→ **TRY IT**
Scan the data, and whenever a line contains "PartialEq", copy it.

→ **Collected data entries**
-=-=-=-=-

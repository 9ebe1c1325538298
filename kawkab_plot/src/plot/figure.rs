use pyo3::prelude::*;

pub struct Figure<'a> {
    fig: &'a PyAny,
}

impl<'a> Figure<'a> {
    pub fn new(fig: &'a PyAny) -> Self {
        Self { fig }
    }

    pub fn fig(&self) -> &PyAny {
        self.fig
    }
}
use crate::db::LatencyType;

pub struct PlotFmt;

impl PlotFmt {
    pub fn latency_name(latency: LatencyType) -> &'static str {
        match latency {
            LatencyType::Mean => "Average",
            LatencyType::Median => "Median",
            LatencyType::P95 => "95 perc.",
            LatencyType::P99 => "99 perc.",
            LatencyType::Max => "Max",
        }
    }

    pub fn latency_label(latency: LatencyType) -> String {
        format!("{} latency (ms)", Self::latency_name(latency))
    }

    pub fn throughput_label() -> &'static str {
        "Records per second (x$10^6$)"
    }

    pub fn time_label() -> &'static str {
        "Time (sec)"
    }

    pub fn cdf_label() -> &'static str {
        "CDF"
    }

    pub fn color(index: usize) -> &'static str {
        const COLORS: [&str; 9] = [
            "#2b8cbe", "#cc4c02", "#fe9929", "#7bccc4", "#052538", "#6C7F63",
            "#ED3232", "#CC00CC", "#008837",
        ];
        COLORS[index % COLORS.len()]
    }

    // bars are drawn in grey
    pub fn grey(index: usize) -> &'static str {
        const GREYS: [&str; 6] =
            ["#555555", "#777777", "#999999", "#aaaaaa", "#bbbbbb", "#cccccc"];
        GREYS[index % GREYS.len()]
    }

    pub fn marker(index: usize) -> &'static str {
        const MARKERS: [&str; 9] =
            ["o", "s", "^", "*", "d", "v", "3", "4", "+"];
        MARKERS[index % MARKERS.len()]
    }

    pub fn linestyle(index: usize) -> &'static str {
        const LINESTYLES: [&str; 4] = ["-", "--", "-.", ":"];
        LINESTYLES[index % LINESTYLES.len()]
    }

    // Possible values: {'/', '\', '|', '-', '+', 'x', 'o', 'O', '.', '*'}
    pub fn hatch(index: usize) -> &'static str {
        const HATCHES: [&str; 7] = ["/", "\\", "o", "-", "x", ".", "*"];
        HATCHES[index % HATCHES.len()]
    }
}

#[cfg(test)]
mod tests {
    use super::*;

    #[test]
    fn latency_labels() {
        assert_eq!(
            PlotFmt::latency_label(LatencyType::P95),
            "95 perc. latency (ms)"
        );
        assert_eq!(PlotFmt::latency_name(LatencyType::Mean), "Average");
    }

    #[test]
    fn styles_cycle() {
        assert_eq!(PlotFmt::marker(0), PlotFmt::marker(9));
        assert_eq!(PlotFmt::hatch(1), "\\");
        assert_eq!(PlotFmt::linestyle(5), "--");
        assert_ne!(PlotFmt::color(0), PlotFmt::color(1));
    }
}
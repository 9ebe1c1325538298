use crate::config::{Metric, PlotConfig};
use crate::db::{CacheLog, Entry, Histogram, LatencyType, ResultsDB, TputLog};
use color_eyre::eyre;
use color_eyre::Report;

const MILLION: f64 = 1_000_000.0;
// latencies are recorded in microseconds and plotted in milliseconds
const MICROS_PER_MILLI: f64 = 1_000.0;

/// A line (or a set of bars) ready to be drawn.
#[derive(Debug, Clone, PartialEq)]
pub struct Series {
    pub label: String,
    pub x: Vec<f64>,
    pub y: Vec<f64>,
    // half width of the confidence interval of each `y`
    pub ci: Option<Vec<f64>>,
}

impl Series {
    pub fn new(label: impl ToString, x: Vec<f64>, y: Vec<f64>) -> Self {
        Self {
            label: label.to_string(),
            x,
            y,
            ci: None,
        }
    }

    pub fn with_ci(mut self, ci: Vec<f64>) -> Self {
        self.ci = Some(ci);
        self
    }

    pub fn len(&self) -> usize {
        self.y.len()
    }

    pub fn is_empty(&self) -> bool {
        self.y.is_empty()
    }
}

fn entry<'a>(
    db: &'a ResultsDB,
    config: &PlotConfig,
    metric: &Metric,
    point_index: usize,
    iat: f64,
) -> Result<&'a Entry, Report> {
    let point = &metric.points[point_index];
    let test_id = config.test_id(metric, point, iat);
    db.get(&test_id, Some(&point.res_file)).ok_or_else(|| {
        eyre::eyre!("no results for {} in {}", test_id, point.res_file)
    })
}

/// One line per point of each metric: records per second (millions)
/// against `latency` (ms), one sample per inter-arrival time.
pub fn latency_throughput(
    db: &ResultsDB,
    config: &PlotConfig,
    metrics: &[Metric],
    latency: LatencyType,
) -> Result<Vec<Series>, Report> {
    let mut all_series = Vec::new();
    for metric in metrics {
        for (index, point) in metric.points.iter().enumerate() {
            let mut x = Vec::with_capacity(point.iats.len());
            let mut y = Vec::with_capacity(point.iats.len());
            let mut ci = Vec::with_capacity(point.iats.len());
            for &iat in &point.iats {
                let summary = &entry(db, config, metric, index, iat)?.summary;
                let tput = summary.records_tput.scaled(MILLION);
                let lat = summary.latency(latency).scaled(MICROS_PER_MILLI);
                x.push(tput.mean);
                y.push(lat.mean);
                ci.push(lat.ci);
            }
            let label = format!("{} {}", metric.label, point.val);
            all_series.push(Series::new(label, x, y).with_ci(ci));
        }
    }
    Ok(all_series)
}

/// One bar group per metric: records per second (millions) at the first
/// inter-arrival time of each point.
pub fn throughput_bars(
    db: &ResultsDB,
    config: &PlotConfig,
    metrics: &[Metric],
) -> Result<Vec<Series>, Report> {
    let mut all_series = Vec::with_capacity(metrics.len());
    for metric in metrics {
        let mut x = Vec::with_capacity(metric.points.len());
        let mut y = Vec::with_capacity(metric.points.len());
        let mut ci = Vec::with_capacity(metric.points.len());
        for (index, point) in metric.points.iter().enumerate() {
            let iat = point.iats.first().copied().ok_or_else(|| {
                eyre::eyre!(
                    "point {} of {} has no iat",
                    point.val,
                    metric.label
                )
            })?;
            let summary = &entry(db, config, metric, index, iat)?.summary;
            let tput = summary.records_tput.scaled(MILLION);
            x.push(point.val as f64);
            y.push(tput.mean);
            ci.push(tput.ci);
        }
        all_series.push(Series::new(&metric.label, x, y).with_ci(ci));
    }
    Ok(all_series)
}

/// Cumulative fraction of samples at or below each recorded latency,
/// with latencies divided by `scale`.
pub fn latency_cdf(label: &str, histogram: &Histogram, scale: f64) -> Series {
    let (x, y) = histogram
        .cdf()
        .into_iter()
        .map(|(value, fraction)| (value as f64 / scale, fraction))
        .unzip();
    Series::new(label, x, y)
}

/// Records per second (millions) over time. With `zero_ends`, the first and
/// last samples, which only cover part of a second, are set to zero.
pub fn throughput_timeline(
    label: &str,
    log: &TputLog,
    offset_secs: f64,
    zero_ends: bool,
) -> Series {
    let x = log.time_secs.iter().map(|time| time + offset_secs).collect();
    let mut y: Vec<_> =
        log.counts.iter().map(|count| count / MILLION).collect();
    if zero_ends {
        if let Some(first) = y.first_mut() {
            *first = 0.0;
        }
        if let Some(last) = y.last_mut() {
            *last = 0.0;
        }
    }
    Series::new(label, x, y)
}

pub fn cache_timeline(log: &CacheLog) -> Vec<Series> {
    let series = |label: &str, y: &[f64]| {
        Series::new(label, log.time_secs.clone(), y.to_vec())
    };
    vec![
        series("Cache occupancy", &log.cache_occupancy),
        series("Local store occupancy", &log.local_store_occupancy),
        series("Local store evictable", &log.local_store_evictable),
        series("Global store queue", &log.global_store_queue),
    ]
}

/// Placement of grouped bars: group `i` of series `k` is drawn at
/// `left_blank + i + k * width`.
#[derive(Debug, Clone, Copy, PartialEq)]
pub struct BarLayout {
    pub left_blank: f64,
    pub width: f64,
}

impl Default for BarLayout {
    fn default() -> Self {
        Self {
            left_blank: 0.3,
            width: 0.2,
        }
    }
}

impl BarLayout {
    pub fn positions(&self, series_index: usize, groups: usize) -> Vec<f64> {
        (0..groups)
            .map(|group| {
                self.left_blank
                    + group as f64
                    + series_index as f64 * self.width
            })
            .collect()
    }

    /// Center of each group of `series_count` bars.
    pub fn ticks(&self, series_count: usize, groups: usize) -> Vec<f64> {
        (0..groups)
            .map(|group| {
                group as f64
                    + series_count as f64 * self.width / 2.0
                    + self.left_blank / 2.0
            })
            .collect()
    }
}

/// Stairs that go up at each `x` to the next `y`, ending at 1.
pub fn step_up_cdf(x: &[f64], y: &[f64]) -> (Vec<f64>, Vec<f64>) {
    let mut step_x = Vec::with_capacity(2 * x.len() + 1);
    let mut step_y = Vec::with_capacity(2 * x.len() + 1);
    for i in 0..x.len() {
        step_x.push(x[i]);
        step_y.push(y[i]);
        if i + 1 < x.len() {
            step_x.push(x[i]);
            step_y.push(y[i + 1]);
        }
    }
    if let Some(&last) = step_x.last() {
        step_x.push(last);
        step_y.push(1.0);
    }
    (step_x, step_y)
}

#[cfg(test)]
mod tests {
    use super::*;
    use crate::config::{Param, Point};
    use crate::db::{RunData, Summary};
    use kawkab_exp::System;

    fn run(records_tput: f64, median_latency: f64) -> RunData {
        RunData {
            ops_tput: records_tput / 100.0,
            data_tput: 1.0,
            records_tput,
            mean_latency: median_latency,
            median_latency,
            p95_latency: median_latency * 2.0,
            p99_latency: median_latency * 3.0,
            min_latency: 1.0,
            max_latency: median_latency * 10.0,
        }
    }

    fn metric() -> Metric {
        Metric {
            system: System::Kawkab,
            label: String::from("Kawkab"),
            param: Param::BatchSize,
            points: vec![
                Point {
                    res_file: String::from("write-results.json"),
                    prefix: String::from("rw-kw48"),
                    val: 100,
                    num_clients: None,
                    iats: vec![4.0, 2.0],
                    from_hist: false,
                },
                Point {
                    res_file: String::from("write-results.json"),
                    prefix: String::from("rw-kw48"),
                    val: 1000,
                    num_clients: None,
                    iats: vec![2.0],
                    from_hist: false,
                },
            ],
        }
    }

    fn db(config: &PlotConfig, metric: &Metric) -> ResultsDB {
        let mut entries = Vec::new();
        for point in &metric.points {
            for &iat in &point.iats {
                let test_id = config.test_id(metric, point, iat);
                let tput = point.val as f64 * 1000.0 / iat;
                let runs = vec![run(tput, 2000.0), run(tput, 4000.0)];
                entries.push(Entry {
                    key: test_id.to_string(),
                    test_id,
                    res_file: point.res_file.clone(),
                    summary: Summary::from_runs(&runs),
                    runs,
                });
            }
        }
        ResultsDB::from_entries(entries)
    }

    #[test]
    fn latency_throughput_lines() {
        let config = PlotConfig::default();
        let metric = metric();
        let db = db(&config, &metric);

        let series = latency_throughput(
            &db,
            &config,
            std::slice::from_ref(&metric),
            LatencyType::Median,
        )
        .expect("series should be built");
        assert_eq!(series.len(), 2);
        assert_eq!(series[0].label, "Kawkab 100");
        assert_eq!(series[0].x, vec![0.025, 0.05]);
        assert_eq!(series[0].y, vec![3.0, 3.0]);
        let ci = series[0].ci.as_ref().expect("ci should be set");
        assert!(ci.iter().all(|ci| *ci > 0.0));
        assert_eq!(series[1].label, "Kawkab 1000");
        assert_eq!(series[1].x, vec![0.5]);
    }

    #[test]
    fn missing_results_fail() {
        let config = PlotConfig::default();
        let metric = metric();
        let db = ResultsDB::default();
        let result = latency_throughput(
            &db,
            &config,
            std::slice::from_ref(&metric),
            LatencyType::P99,
        );
        assert!(result.is_err());
    }

    #[test]
    fn throughput_bar_groups() {
        let config = PlotConfig::default();
        let metric = metric();
        let db = db(&config, &metric);

        let series =
            throughput_bars(&db, &config, std::slice::from_ref(&metric))
                .expect("series should be built");
        assert_eq!(series.len(), 1);
        assert_eq!(series[0].label, "Kawkab");
        assert_eq!(series[0].x, vec![100.0, 1000.0]);
        // first iat of each point
        assert_eq!(series[0].y, vec![0.025, 0.5]);
        assert_eq!(series[0].ci, Some(vec![0.0, 0.0]));
    }

    #[test]
    fn cdf_series() {
        let histogram = Histogram::from(vec![1000, 2000, 2000, 4000]);
        let series = latency_cdf("All", &histogram, 1000.0);
        assert_eq!(series.x, vec![1.0, 2.0, 4.0]);
        assert_eq!(series.y, vec![0.25, 0.75, 1.0]);
    }

    #[test]
    fn timeline_series() {
        let log = TputLog {
            time_secs: vec![1.0, 2.0, 3.0],
            counts: vec![500_000.0, 2_000_000.0, 700_000.0],
        };
        let series = throughput_timeline("Writes", &log, 10.0, false);
        assert_eq!(series.x, vec![11.0, 12.0, 13.0]);
        assert_eq!(series.y, vec![0.5, 2.0, 0.7]);

        let series = throughput_timeline("Writes", &log, 0.0, true);
        assert_eq!(series.y, vec![0.0, 2.0, 0.0]);
    }

    #[test]
    fn cache_series() {
        let log = CacheLog {
            time_secs: vec![0.0, 1.0],
            cache_occupancy: vec![10.0, 20.0],
            local_store_occupancy: vec![1.0, 2.0],
            local_store_evictable: vec![0.0, 1.0],
            global_store_queue: vec![5.0, 0.0],
        };
        let series = cache_timeline(&log);
        assert_eq!(series.len(), 4);
        assert!(series.iter().all(|series| series.x == log.time_secs));
        assert_eq!(series[3].y, vec![5.0, 0.0]);
    }

    #[test]
    fn bar_layout() {
        let layout = BarLayout {
            left_blank: 0.5,
            width: 0.25,
        };
        assert_eq!(layout.positions(0, 3), vec![0.5, 1.5, 2.5]);
        assert_eq!(layout.positions(2, 2), vec![1.0, 2.0]);
        // two series per group
        assert_eq!(layout.ticks(2, 2), vec![0.5, 1.5]);
    }

    #[test]
    fn stairs() {
        let (x, y) = step_up_cdf(&[1.0, 2.0], &[0.5, 0.9]);
        assert_eq!(x, vec![1.0, 1.0, 2.0, 2.0]);
        assert_eq!(y, vec![0.5, 0.9, 0.9, 1.0]);

        let (x, y) = step_up_cdf(&[], &[]);
        assert!(x.is_empty() && y.is_empty());
    }
}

-=-=-=-=-

→ **SOLVED PROBLEM**
#[derive(Debug, Clone, PartialEq)]
#[derive(Debug, Clone, Copy, PartialEq)]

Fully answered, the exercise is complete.